Joining the big boys in their race to the bottom on price isn't the way.
ZDNet spoke with Rich Waidmann, chief executive of Connectria Hosting, and his colleague Scott J. Azzolina, vice president of marketing, about how focused or regional hosting companies can compete with major cloud services providers such as Amazon, Google, Microsoft, and others.
Hosting, managed services, and collocation
Hosting, managed services, and collocation have been around for decades. Just add self-service provisioning and buy-it-as-you-use-it pricing, and you have cloud computing.
- Hosting services allow an organization to use either a virtual machine or a physical host to support one or more of their IT workloads without having to purchase hardware or software or engage a facilities management team. Many midmarket companies choose this approach rather than create their own IT infrastructure.
- Managed Service is slightly different. In this case, a company purchases hardware and software licenses, but places the system or systems in a service provider's datacenter. The service provider manages the system or systems for the company.

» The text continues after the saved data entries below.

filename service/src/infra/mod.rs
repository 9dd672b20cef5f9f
//! Infrastructure layer.

pub mod database;

pub use self::database::Database;
#[cfg(feature = "postgres")]
pub use self::database::{postgres, Postgres};
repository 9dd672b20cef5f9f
//! Marker types describing what a [`DateTimeOf`] stands for.
//!
//! [`DateTimeOf`]: crate::DateTimeOf

/// Marker type describing an entity creation.
#[derive(Clone, Copy, Debug)]
pub struct Creation;

/// Marker type describing an entity modification.
#[derive(Clone, Copy, Debug)]
pub struct Modification;

/// Marker type describing an entity expiration.
#[derive(Clone, Copy, Debug)]
pub struct Expiration;

/// Marker type describing an issuance (of a token, for example).
#[derive(Clone, Copy, Debug)]
pub struct Issuance;
//! [`Command`] for creating a new [`User`].

use common::{
    operations::{By, Insert, Select},
    DateTime,
};
use derive_more::{Display, Error, From};
use secrecy::SecretBox;
use tracerr::Traced;

#[cfg(doc)]
use crate::domain::user::{Email, Name, Password, ProfileImage};
use crate::{
    domain::{user, User},
    infra::{database, Database},
    Service,
};

use super::Command;

/// [`Command`] for creating a new [`User`].
#[derive(Clone, Debug)]
pub struct CreateUser {
    /// First [`Name`] of a new [`User`].
    pub first_name: user::Name,

    /// Last [`Name`] of a new [`User`].
    pub last_name: user::Name,

    /// [`Email`] of a new [`User`].
    pub email: user::Email,

    /// [`Password`] of a new [`User`].
    pub password: SecretBox<user::Password>,

    /// [`user::Role`] of a new [`User`].
    pub role: user::Role,

    /// [`user::Status`] of a new [`User`].
    pub status: user::Status,

    /// [`ProfileImage`] of a new [`User`], if any.
    pub profile_image: Option<user::ProfileImage>,
}

impl<Db> Command<CreateUser> for Service<Db>
where
    Db: Database<
            Select<By<Option<User>, user::Email>>,
            Ok = Option<User>,
            Err = Traced<database::Error>,
        > + Database<Insert<User>, Ok = (), Err = Traced<database::Error>>,
{
    type Ok = User;
    type Err = Traced<ExecutionError>;

    async fn execute(&self, cmd: CreateUser) -> Result<Self::Ok, Self::Err> {
        use ExecutionError as E;

        let CreateUser {
            first_name,
            last_name,
            email,
            password,
            role,
            status,
            profile_image,
        } = cmd;

        let u = self
            .database()
            .execute(Select(By::new(email.clone())))
            .await
            .map_err(tracerr::map_from_and_wrap!(=> E))?;
        if u.is_some() {
            return Err(tracerr::new!(E::EmailOccupied(email)));
        }

        let password_hash = user::PasswordHash::new_blocking(password)
            .await
            .map_err(tracerr::from_and_wrap!(=> E))?;

        let now = DateTime::now();
        let user = User {
            id: user::Id::new(),
            email,
            password_hash,
            first_name,
            last_name,
            role,
            status,
            profile_image,
            created_at: now.coerce(),
            updated_at: now.coerce(),
            password_changed_at: now.coerce(),
        };

        // Concurrent creation may pass the check above.
        if let Err(e) = self.database().execute(Insert(user.clone())).await {
            if e.as_ref()
                .is_unique_violation(Some(database::USER_EMAIL_CONSTRAINT))
            {
                return Err(tracerr::new!(E::EmailOccupied(user.email)));
            }
            return Err(e).map_err(tracerr::map_from_and_wrap!(=> E));
        }

        Ok(user)
    }
}

/// Error of [`CreateUser`] [`Command`] execution.
#[derive(Debug, Display, Error, From)]
pub enum ExecutionError {
    /// [`Database`] error.
    #[display("`Database` operation failed: {_0}")]
    #[from]
    Db(database::Error),

    /// [`Password`] hashing failed.
    #[display("Failed to hash password: {_0}")]
    #[from]
    PasswordHash(user::password::HashingError),

    /// [`Email`] is already occupied by another [`User`].
    #[display("`{_0}` email is occupied")]
    EmailOccupied(#[error(not(source))] user::Email),
}
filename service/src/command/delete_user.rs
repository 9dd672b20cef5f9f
//! [`Command`] for deleting a [`User`].

use common::operations::{By, Delete};
use derive_more::{Display, Error, From};
use tracerr::Traced;

use crate::{
    domain::{user, User},
    infra::{database, Database},
    Service,
};

use super::Command;

/// [`Command`] for deleting a [`User`] permanently.
///
/// [`Session`]s of the [`User`] are kept.
///
/// [`Session`]: crate::domain::Session
#[derive(Clone, Copy, Debug, From)]
pub struct DeleteUser {
    /// ID of the [`User`] to delete.
    pub user_id: user::Id,
}

impl<Db> Command<DeleteUser> for Service<Db>
where
    Db: Database<
        Delete<By<User, user::Id>>,
        Ok = bool,
        Err = Traced<database::Error>,
    >,
{
    type Ok = ();
    type Err = Traced<ExecutionError>;

    async fn execute(&self, cmd: DeleteUser) -> Result<Self::Ok, Self::Err> {
        use ExecutionError as E;

        let DeleteUser { user_id } = cmd;

        let deleted = self
            .database()
            .execute(Delete(By::new(user_id)))
            .await
            .map_err(tracerr::map_from_and_wrap!(=> E))?;
        if !deleted {
            return Err(tracerr::new!(E::UserNotExists(user_id)));
        }

        Ok(())
    }
}

/// Error of [`DeleteUser`] [`Command`] execution.
#[derive(Debug, Display, Error, From)]
pub enum ExecutionError {
    /// [`Database`] error.
    #[display("`Database` operation failed: {_0}")]
    #[from]
    Db(database::Error),

    /// [`User`] doesn't exist.
    #[display("`User(id: {_0})` does not exist")]
    UserNotExists(#[error(not(source))] user::Id),
}

#[cfg(test)]
mod spec {
    use common::operations::{By, Select};

    use crate::{
        command::fixture,
        domain::{user, User},
        infra::Database as _,
        Command as _,
    };

    use super::{DeleteUser, ExecutionError};

    #[tokio::test]
    async fn deletes_existing_user_once() {
        let svc = fixture::service();
        let user =
            fixture::user(&svc, "a@b.com", "secret1", user::Role::User).await;

        svc.execute(DeleteUser { user_id: user.id }).await.unwrap();

        assert!(svc
            .database()
            .execute(Select(By::<Option<User>, _>::new(user.id)))
            .await
            .unwrap()
            .is_none());

        let err = svc
            .execute(DeleteUser { user_id: user.id })
            .await
            .unwrap_err()
            .into_inner();
        assert!(matches!(err, ExecutionError::UserNotExists(_)));
    }
}
//! [`Command`] for creating a [`Session`].

use std::net::IpAddr;

use common::{
    operations::{By, Insert, Select},
    DateTime,
};
use derive_more::{Display, Error, From};
use secrecy::SecretBox;
use tracerr::Traced;
use tracing as log;

#[cfg(doc)]
use crate::domain::{
    token::Issuer,
    user::{Email, Password},
};
use crate::{
    domain::{session, token, user, Session, User},
    infra::{database, Database},
    Service,
};

use super::Command;

/// [`Command`] for creating a [`Session`] by [`User`] credentials (logging
/// in).
#[derive(Clone, Debug)]
pub struct CreateUserSession {
    /// [`Email`] of the [`User`].
    pub email: user::Email,

    /// [`Password`] of the [`User`].
    pub password: SecretBox<user::Password>,

    /// [`session::UserAgent`] of the client logging in.
    pub user_agent: session::UserAgent,

    /// IP address of the client logging in, if known.
    pub client_ip: Option<IpAddr>,
}

/// Output of [`CreateUserSession`] [`Command`].
#[derive(Clone, Debug)]
pub struct Output {
    /// Created [`Session`].
    pub session: Session,

    /// Short-lived access [`token::Token`].
    pub access_token: token::Token,

    /// [`token::Payload`] of the [`Output::access_token`].
    pub access_payload: token::Payload,

    /// Long-lived refresh [`token::Token`], stored in the [`Session`].
    pub refresh_token: token::Token,

    /// [`token::Payload`] of the [`Output::refresh_token`].
    pub refresh_payload: token::Payload,

    /// [`User`] who has logged in.
    pub user: User,
}

impl<Db> Command<CreateUserSession> for Service<Db>
where
    Db: Database<
            Select<By<Option<User>, user::Email>>,
            Ok = Option<User>,
            Err = Traced<database::Error>,
        > + Database<Insert<Session>, Ok = (), Err = Traced<database::Error>>,
{
    type Ok = Output;
    type Err = Traced<ExecutionError>;

    async fn execute(
        &self,
        cmd: CreateUserSession,
    ) -> Result<Self::Ok, Self::Err> {
        use ExecutionError as E;

        let CreateUserSession {
            email,
            password,
            user_agent,
            client_ip,
        } = cmd;

        let user = self
            .database()
            .execute(Select(By::new(email.clone())))
            .await
            .map_err(tracerr::map_from_and_wrap!(=> E))?
            .ok_or_else(|| {
                log::debug!(%email, "login attempt for unknown email");
                E::UserNotExists(email)
            })
            .map_err(tracerr::wrap!())?;

        let matches = user
            .password_hash
            .verify_blocking(password)
            .await
            .map_err(tracerr::from_and_wrap!(=> E))?;
        if !matches {
            log::debug!(user.id = %user.id, "login with wrong password");
            return Err(tracerr::new!(E::WrongCredentials));
        }

        let conf = self.config();
        let claims = token::Claims::from(&user);
        let (access_token, access_payload) = conf
            .token_issuer
            .issue(claims.clone(), conf.access_token_ttl)
            .map_err(tracerr::from_and_wrap!(=> E))?;
        let (refresh_token, refresh_payload) = conf
            .token_issuer
            .issue(claims, conf.refresh_token_ttl)
            .map_err(tracerr::from_and_wrap!(=> E))?;

        let session = Session {
            id: session::Id::new(),
            email: user.email.clone(),
            refresh_token: refresh_token.clone(),
            user_agent,
            client_ip,
            is_blocked: false,
            created_at: DateTime::now().coerce(),
            expires_at: refresh_payload.expires_at.coerce(),
        };
        self.database()
            .execute(Insert(session.clone()))
            .await
            .map_err(tracerr::map_from_and_wrap!(=> E))?;
        log::info!(
            session.id = %session.id,
            user.id = %user.id,
            "`Session` created"
        );

        Ok(Output {
            session,
            access_token,
            access_payload,
            refresh_token,
            refresh_payload,
            user,
        })
    }
}

/// Error of [`CreateUserSession`] [`Command`] execution.
#[derive(Debug, Display, Error, From)]
pub enum ExecutionError {
    /// [`Database`] error.
    #[display("`Database` operation failed: {_0}")]
    #[from]
    Db(database::Error),

    /// Stored [`user::PasswordHash`] cannot be checked.
    #[display("Failed to verify password: {_0}")]
    #[from]
    PasswordHash(user::password::HashingError),

    /// [`Issuer`] failed to sign a [`token::Token`].
    #[display("Failed to issue token: {_0}")]
    #[from]
    TokenIssue(token::IssueError),

    /// [`User`] with the provided [`Email`] does not exist.
    #[display("`User(email: {_0})` does not exist")]
    UserNotExists(#[error(not(source))] user::Email),

    /// Provided [`Password`] doesn't match.
    #[display("Wrong `User` credentials")]
    WrongCredentials,
}

#[cfg(test)]
mod spec {
    use std::net::{IpAddr, Ipv4Addr};

    use common::operations::{By, Select};

    use crate::{
        command::fixture,
        domain::{session, token, user},
        infra::Database as _,
        Command as _,
    };

    use super::{CreateUserSession, ExecutionError};

    fn login(email: &str, password: &str) -> CreateUserSession {
        CreateUserSession {
            email: user::Email::new(email).unwrap(),
            password: fixture::secret(password),
            user_agent: session::UserAgent::new("Mozilla/5.0"),
            client_ip: Some(IpAddr::V4(Ipv4Addr::LOCALHOST)),
        }
    }

    #[tokio::test]
    async fn issues_tokens_and_persists_session() {
        let svc = fixture::service();
        let user =
            fixture::user(&svc, "a@b.com", "secret1", user::Role::User).await;

        let out = svc.execute(login("a@b.com", "secret1")).await.unwrap();

        assert_eq!(out.user.id, user.id);
        assert_eq!(out.session.email, user.email);
        assert_eq!(out.session.refresh_token, out.refresh_token);
        let refresh_expires_at: session::ExpirationDateTime =
            out.refresh_payload.expires_at.coerce();
        assert_eq!(out.session.expires_at, refresh_expires_at);
        assert!(!out.session.is_blocked);
        assert_eq!(out.session.user_agent.as_ref(), "Mozilla/5.0");

        let issued_at: token::ExpirationDateTime =
            out.access_payload.issued_at.coerce();
        assert_eq!(
            out.access_payload.expires_at - issued_at,
            svc.config().access_token_ttl,
        );
        let issued_at: token::ExpirationDateTime =
            out.refresh_payload.issued_at.coerce();
        assert_eq!(
            out.refresh_payload.expires_at - issued_at,
            svc.config().refresh_token_ttl,
        );

        let issuer = &svc.config().token_issuer;
        assert_eq!(
            issuer.verify(&out.access_token).unwrap(),
            out.access_payload,
        );
        assert_eq!(
            issuer.verify(&out.refresh_token).unwrap().claims.email,
            user.email,
        );

        let stored = svc
            .database()
            .execute(Select(By::<Option<session::Session>, _>::new(
                out.session.id,
            )))
            .await
            .unwrap()
            .unwrap();
        assert_eq!(stored.refresh_token, out.refresh_token);
    }

    #[tokio::test]
    async fn creates_session_per_login() {
        let svc = fixture::service();
        _ = fixture::user(&svc, "a@b.com", "secret1", user::Role::User).await;

        let first = svc.execute(login("a@b.com", "secret1")).await.unwrap();
        let second = svc.execute(login("a@b.com", "secret1")).await.unwrap();

        assert_ne!(first.session.id, second.session.id);
        assert_eq!(svc.database().sessions().await.len(), 2);
    }

    #[tokio::test]
    async fn rejects_wrong_password() {
        let svc = fixture::service();
        _ = fixture::user(&svc, "a@b.com", "secret1", user::Role::User).await;

        let err = svc
            .execute(login("a@b.com", "secret2"))
            .await
            .unwrap_err()
            .into_inner();

        assert!(matches!(err, ExecutionError::WrongCredentials));
        assert!(svc.database().sessions().await.is_empty());
    }

    #[tokio::test]
    async fn rejects_unknown_email() {
        let svc = fixture::service();

        let err = svc
            .execute(login("nobody@b.com", "secret1"))
            .await
            .unwrap_err()
            .into_inner();

        assert!(matches!(err, ExecutionError::UserNotExists(_)));
        assert!(svc.database().sessions().await.is_empty());
    }
}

- Collocation services are another spin on hosting. In this case, companies that work closely together and wish to have extremely fast connections between their corporate networks, will install machines in a service provider's datacenter so they can be on the same LAN. The hosting company manages those systems and the network that connects them.
Connectria is one of the few hosting companies I've spoken to that hosts Windows, Linux, IBM AIX, IBM i, HP HP-UX, and Oracle Solaris, as well as offering Hyper-V and VMware vSphere virtual machine hosting.
Playing with the big boys
We discussed how Connectria and other smaller providers can compete with Amazon, Google, Microsoft, IBM Softlayer and other cloud service providers. Waidmann said that it is madness for a small provider to join the rush-to-the-bottom pricing wars that the industry is seeing now. A better game for smaller providers is to focus on customer service, customization, and customer service and helping organizations in regulated markets deal with things like HIPAA.
Connectria also offers management services for midmarket companies who have chosen to use Amazon's AWS for some applications.
The goal, Waidmann pointed out, is to become a close business partner with clients and not just to offer generic cloud or hosting services. He said that in the future the company might also help its customers by managing their datacenters as well.
Although our conversation was short, I was impressed with their enthusiasm for helping customers do it their way rather than forcing them to do it Connectria's way. This, I believe, could be the basis for a strong and long-term relationship with customers.